[Start of Attachment]
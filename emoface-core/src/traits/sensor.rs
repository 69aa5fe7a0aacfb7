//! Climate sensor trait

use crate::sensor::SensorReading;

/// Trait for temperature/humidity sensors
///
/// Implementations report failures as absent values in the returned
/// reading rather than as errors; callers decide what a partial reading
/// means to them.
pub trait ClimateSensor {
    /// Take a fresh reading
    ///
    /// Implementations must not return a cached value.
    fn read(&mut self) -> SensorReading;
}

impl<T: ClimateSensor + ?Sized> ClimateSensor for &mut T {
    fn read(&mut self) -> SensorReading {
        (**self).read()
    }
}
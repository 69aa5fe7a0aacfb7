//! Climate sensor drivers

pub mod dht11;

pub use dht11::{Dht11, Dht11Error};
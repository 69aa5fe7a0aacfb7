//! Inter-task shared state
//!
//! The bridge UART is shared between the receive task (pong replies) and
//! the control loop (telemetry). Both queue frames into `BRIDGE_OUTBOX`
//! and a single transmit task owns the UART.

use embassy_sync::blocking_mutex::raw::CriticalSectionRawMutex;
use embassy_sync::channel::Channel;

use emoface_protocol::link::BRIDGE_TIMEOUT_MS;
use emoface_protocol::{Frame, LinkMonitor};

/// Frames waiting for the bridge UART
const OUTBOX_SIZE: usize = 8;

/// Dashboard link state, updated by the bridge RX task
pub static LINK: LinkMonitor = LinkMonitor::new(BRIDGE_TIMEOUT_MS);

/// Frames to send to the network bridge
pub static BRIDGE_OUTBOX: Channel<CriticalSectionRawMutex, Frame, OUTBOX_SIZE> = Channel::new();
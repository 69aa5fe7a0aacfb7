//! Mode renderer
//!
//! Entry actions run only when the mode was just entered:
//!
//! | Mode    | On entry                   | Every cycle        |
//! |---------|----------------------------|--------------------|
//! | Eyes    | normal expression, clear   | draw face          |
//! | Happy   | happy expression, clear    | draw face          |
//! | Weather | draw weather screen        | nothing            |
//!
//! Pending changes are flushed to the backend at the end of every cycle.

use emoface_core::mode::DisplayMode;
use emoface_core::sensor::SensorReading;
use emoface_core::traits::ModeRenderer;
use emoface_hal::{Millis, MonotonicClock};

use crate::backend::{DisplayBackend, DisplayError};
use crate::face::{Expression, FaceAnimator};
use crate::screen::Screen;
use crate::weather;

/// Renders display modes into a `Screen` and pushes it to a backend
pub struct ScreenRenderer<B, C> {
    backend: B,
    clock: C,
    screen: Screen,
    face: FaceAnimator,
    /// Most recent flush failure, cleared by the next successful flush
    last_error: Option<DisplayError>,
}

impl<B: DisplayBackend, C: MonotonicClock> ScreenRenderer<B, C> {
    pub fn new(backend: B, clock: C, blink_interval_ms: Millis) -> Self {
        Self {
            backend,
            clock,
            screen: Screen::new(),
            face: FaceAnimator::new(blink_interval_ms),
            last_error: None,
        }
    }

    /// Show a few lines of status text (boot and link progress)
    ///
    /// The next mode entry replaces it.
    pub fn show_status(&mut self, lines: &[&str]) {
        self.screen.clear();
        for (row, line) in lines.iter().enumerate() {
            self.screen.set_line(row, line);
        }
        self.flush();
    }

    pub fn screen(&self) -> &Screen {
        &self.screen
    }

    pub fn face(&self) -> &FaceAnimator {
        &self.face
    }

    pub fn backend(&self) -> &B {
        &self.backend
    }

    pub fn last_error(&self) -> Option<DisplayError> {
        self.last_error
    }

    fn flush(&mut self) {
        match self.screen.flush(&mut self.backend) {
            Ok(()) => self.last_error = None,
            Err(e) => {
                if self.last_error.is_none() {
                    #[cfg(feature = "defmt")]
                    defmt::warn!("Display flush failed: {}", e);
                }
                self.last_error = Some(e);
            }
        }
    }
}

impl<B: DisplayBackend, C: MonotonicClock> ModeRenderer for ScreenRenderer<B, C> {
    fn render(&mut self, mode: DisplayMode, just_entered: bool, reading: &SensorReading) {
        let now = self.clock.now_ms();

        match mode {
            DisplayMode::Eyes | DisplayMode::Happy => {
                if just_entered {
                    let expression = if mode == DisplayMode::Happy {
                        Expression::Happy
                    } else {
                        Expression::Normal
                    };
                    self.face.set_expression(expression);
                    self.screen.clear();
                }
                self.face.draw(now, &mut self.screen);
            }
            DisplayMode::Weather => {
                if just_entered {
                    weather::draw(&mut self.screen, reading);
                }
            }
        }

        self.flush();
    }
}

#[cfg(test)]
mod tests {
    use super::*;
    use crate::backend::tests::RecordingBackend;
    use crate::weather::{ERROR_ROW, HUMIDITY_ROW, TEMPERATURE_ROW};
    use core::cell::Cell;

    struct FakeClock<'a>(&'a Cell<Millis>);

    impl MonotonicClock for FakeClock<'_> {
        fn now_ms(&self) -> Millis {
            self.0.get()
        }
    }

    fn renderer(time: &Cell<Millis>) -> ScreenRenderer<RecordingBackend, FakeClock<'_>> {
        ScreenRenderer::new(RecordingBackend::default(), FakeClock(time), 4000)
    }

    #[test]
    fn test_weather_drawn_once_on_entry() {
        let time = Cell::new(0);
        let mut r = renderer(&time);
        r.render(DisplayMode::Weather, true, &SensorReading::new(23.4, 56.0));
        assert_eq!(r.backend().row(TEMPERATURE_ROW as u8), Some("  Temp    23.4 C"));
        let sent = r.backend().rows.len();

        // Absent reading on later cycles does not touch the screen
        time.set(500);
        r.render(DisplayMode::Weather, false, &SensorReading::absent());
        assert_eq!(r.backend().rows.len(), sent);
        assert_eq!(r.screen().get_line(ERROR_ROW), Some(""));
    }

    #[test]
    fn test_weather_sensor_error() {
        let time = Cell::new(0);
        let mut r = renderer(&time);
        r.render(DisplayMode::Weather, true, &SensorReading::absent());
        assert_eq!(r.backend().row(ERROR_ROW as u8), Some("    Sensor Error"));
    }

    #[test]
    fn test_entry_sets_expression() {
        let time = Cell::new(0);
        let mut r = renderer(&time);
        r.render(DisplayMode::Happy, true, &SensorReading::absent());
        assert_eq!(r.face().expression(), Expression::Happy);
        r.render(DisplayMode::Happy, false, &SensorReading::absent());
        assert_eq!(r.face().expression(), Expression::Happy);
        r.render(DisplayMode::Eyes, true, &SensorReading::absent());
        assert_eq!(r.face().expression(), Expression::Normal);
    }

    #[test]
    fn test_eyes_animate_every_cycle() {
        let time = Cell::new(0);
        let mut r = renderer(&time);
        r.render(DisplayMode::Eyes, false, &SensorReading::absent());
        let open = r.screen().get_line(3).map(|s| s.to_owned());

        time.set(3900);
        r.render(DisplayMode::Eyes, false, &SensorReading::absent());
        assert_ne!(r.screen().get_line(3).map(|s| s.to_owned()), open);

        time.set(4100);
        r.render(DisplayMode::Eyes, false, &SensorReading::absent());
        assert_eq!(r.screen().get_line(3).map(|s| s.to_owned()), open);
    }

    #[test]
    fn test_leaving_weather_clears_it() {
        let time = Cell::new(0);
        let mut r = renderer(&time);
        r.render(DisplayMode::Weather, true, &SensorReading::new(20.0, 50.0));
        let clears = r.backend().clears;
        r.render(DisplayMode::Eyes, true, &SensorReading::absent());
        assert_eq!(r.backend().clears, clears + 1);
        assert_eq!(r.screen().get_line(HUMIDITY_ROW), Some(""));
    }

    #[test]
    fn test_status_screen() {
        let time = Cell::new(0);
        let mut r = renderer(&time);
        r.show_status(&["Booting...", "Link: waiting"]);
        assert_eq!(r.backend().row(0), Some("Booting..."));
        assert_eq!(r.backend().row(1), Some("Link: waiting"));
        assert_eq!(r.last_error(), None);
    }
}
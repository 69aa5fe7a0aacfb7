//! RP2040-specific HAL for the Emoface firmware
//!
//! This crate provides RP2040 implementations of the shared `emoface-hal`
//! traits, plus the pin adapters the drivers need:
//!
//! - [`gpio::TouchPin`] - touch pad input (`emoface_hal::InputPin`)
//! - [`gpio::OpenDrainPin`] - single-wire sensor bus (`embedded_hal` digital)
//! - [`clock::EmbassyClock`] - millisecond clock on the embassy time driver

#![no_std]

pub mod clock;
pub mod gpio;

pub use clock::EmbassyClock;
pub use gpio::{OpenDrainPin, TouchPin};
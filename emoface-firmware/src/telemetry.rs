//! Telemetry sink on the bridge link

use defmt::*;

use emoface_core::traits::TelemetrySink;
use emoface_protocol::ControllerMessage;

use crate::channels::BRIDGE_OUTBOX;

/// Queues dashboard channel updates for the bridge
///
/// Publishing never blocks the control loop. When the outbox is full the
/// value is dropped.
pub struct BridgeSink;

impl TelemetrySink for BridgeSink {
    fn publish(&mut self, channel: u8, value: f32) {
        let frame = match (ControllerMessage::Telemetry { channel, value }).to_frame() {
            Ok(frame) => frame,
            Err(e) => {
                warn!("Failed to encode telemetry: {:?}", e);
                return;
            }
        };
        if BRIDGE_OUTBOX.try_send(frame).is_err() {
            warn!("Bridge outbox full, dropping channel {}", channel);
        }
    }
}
[End of Attachment]
DESCRIPTION OF THE TASK - Considering only the material above, set down every line from the one with "fn now_ms(&self) ->" to the one with "true, &SensorReading::new(23.4, 56.0));", inclusive, exactly as written.

REPLY TO THE TASK -
        fn now_ms(&self) -> Millis {
            self.0.get()
        }
    }

    fn renderer(time: &Cell<Millis>) -> ScreenRenderer<RecordingBackend, FakeClock<'_>> {
        ScreenRenderer::new(RecordingBackend::default(), FakeClock(time), 4000)
    }

    #[test]
    fn test_weather_drawn_once_on_entry() {
        let time = Cell::new(0);
        let mut r = renderer(&time);
        r.render(DisplayMode::Weather, true, &SensorReading::new(23.4, 56.0));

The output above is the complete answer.